Supplementary Material for: The Role of Perioperative Systemic Therapy in Localized Pancreatic Neuroendocrine Neoplasms

Background: The role of perioperative systemic therapy (PST) in the management of localized pancreatic neuroendocrine neoplasms (PanNEN) is unclear. Objectives: We aimed to evaluate the benefit of PST compared to surgery alone (SA) in patients with localized PanNEN. Method: We selected patients with stages I–III PanNEN who underwent curative-intent surgical resection in National Cancer Database from 2006 to 2014. Patients who had both PST and surgical resection were matched with patients who received SA by propensity score at 1-to-1 ratio with nearest neighbor method. Results: Four thousand eight hundred and ninety-two patients were included in this study with median age of 60 years.

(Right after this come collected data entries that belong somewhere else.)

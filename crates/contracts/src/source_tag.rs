//! SourceTag - Cheap-to-clone instrument label
//!
//! Uses Arc<str> internally for O(1) clone operations.

use serde::{Deserialize, Deserializer, Serialize, Serializer};
use std::fmt;
use std::ops::Deref;
use std::sync::Arc;

use crate::SignalSource;

/// Label naming the instrument a signal was recorded with.
///
/// The label is kept verbatim as it arrives from ingestion so that an
/// unrecognised instrument can still be carried around and reported. Use
/// [`SourceTag::role`] to resolve it into the closed [`SignalSource`] set.
///
/// # Examples
/// ```
/// use contracts::{SignalSource, SourceTag};
///
/// let tag: SourceTag = "NI".into();
/// assert_eq!(tag.role(), Some(SignalSource::Reference));
/// assert_eq!(SourceTag::from("GPS").role(), None);
/// ```
#[derive(Clone, Default)]
pub struct SourceTag(Arc<str>);

impl SourceTag {
    /// Tag for the general-purpose data-acquisition unit (stream A)
    pub const NI: &'static str = "NI";
    /// Tag for the inertial navigation unit (stream B)
    pub const VN: &'static str = "VN";

    /// Create a new SourceTag from a string slice.
    #[inline]
    pub fn new(s: &str) -> Self {
        Self(Arc::from(s))
    }

    /// Get the underlying string slice.
    #[inline]
    pub fn as_str(&self) -> &str {
        &self.0
    }

    /// Resolve the tag into a recognised role (case-insensitive).
    pub fn role(&self) -> Option<SignalSource> {
        if self.0.eq_ignore_ascii_case(Self::NI) {
            Some(SignalSource::Reference)
        } else if self.0.eq_ignore_ascii_case(Self::VN) {
            Some(SignalSource::Aligned)
        } else {
            None
        }
    }
}

impl Deref for SourceTag {
    type Target = str;

    #[inline]
    fn deref(&self) -> &Self::Target {
        &self.0
    }
}

impl AsRef<str> for SourceTag {
    #[inline]
    fn as_ref(&self) -> &str {
        &self.0
    }
}

impl From<&str> for SourceTag {
    #[inline]
    fn from(s: &str) -> Self {
        Self(Arc::from(s))
    }
}

impl From<String> for SourceTag {
    #[inline]
    fn from(s: String) -> Self {
        Self(Arc::from(s))
    }
}

impl From<SignalSource> for SourceTag {
    fn from(source: SignalSource) -> Self {
        match source {
            SignalSource::Reference => Self::new(Self::NI),
            SignalSource::Aligned => Self::new(Self::VN),
        }
    }
}

impl fmt::Display for SourceTag {
    fn fmt(&self, f: &mut fmt::Formatter<'_>) -> fmt::Result {
        write!(f, "{}", self.0)
    }
}

impl fmt::Debug for SourceTag {
    fn fmt(&self, f: &mut fmt::Formatter<'_>) -> fmt::Result {
        write!(f, "SourceTag({:?})", self.0)
    }
}

impl PartialEq for SourceTag {
    #[inline]
    fn eq(&self, other: &Self) -> bool {
        // Fast path: same Arc pointer
        Arc::ptr_eq(&self.0, &other.0) || self.0 == other.0
    }
}

impl Eq for SourceTag {}

impl PartialEq<str> for SourceTag {
    #[inline]
    fn eq(&self, other: &str) -> bool {
        self.0.as_ref() == other
    }
}

impl PartialEq<&str> for SourceTag {
    #[inline]
    fn eq(&self, other: &&str) -> bool {
        self.0.as_ref() == *other
    }
}

impl Serialize for SourceTag {
    fn serialize<S>(&self, serializer: S) -> Result<S::Ok, S::Error>
    where
        S: Serializer,
    {
        serializer.serialize_str(&self.0)
    }
}

impl<'de> Deserialize<'de> for SourceTag {
    fn deserialize<D>(deserializer: D) -> Result<Self, D::Error>
    where
        D: Deserializer<'de>,
    {
        let s = String::deserialize(deserializer)?;
        Ok(Self::from(s))
    }
}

Factors associated with significant more use of PST compared to SA included age <65 years, community medical facilities, grade 3 tumor, tumor in the pancreatic head, T34 tumor, and N1 tumor. Three hundred and one PST patients were matched with 301 SA patients. In the matched cohort, the PST group had significantly shorter overall survival (OS) compared to the SA group (median overall both not reached, p = 0.037). This finding was confirmed by multivariable Cox proportional hazards regression in the original cohort (hazard ratio [HR] 1.45, 95% CI 1.11–1.89, p = 0.006). Subgroup analyses showed that adjuvant therapy was not associated with improved OS in grades 1–2 PanNEN (HR 2.03, 95% CI 1.31–3.16, p = 0.002). Conclusions: PST stratified by grade and neoadjuvant or adjuvant therapy compared to SA was not associated with improved OS in patients with localized PanNEN. PST for localized PanNEN should be used with caution until prospective data are available.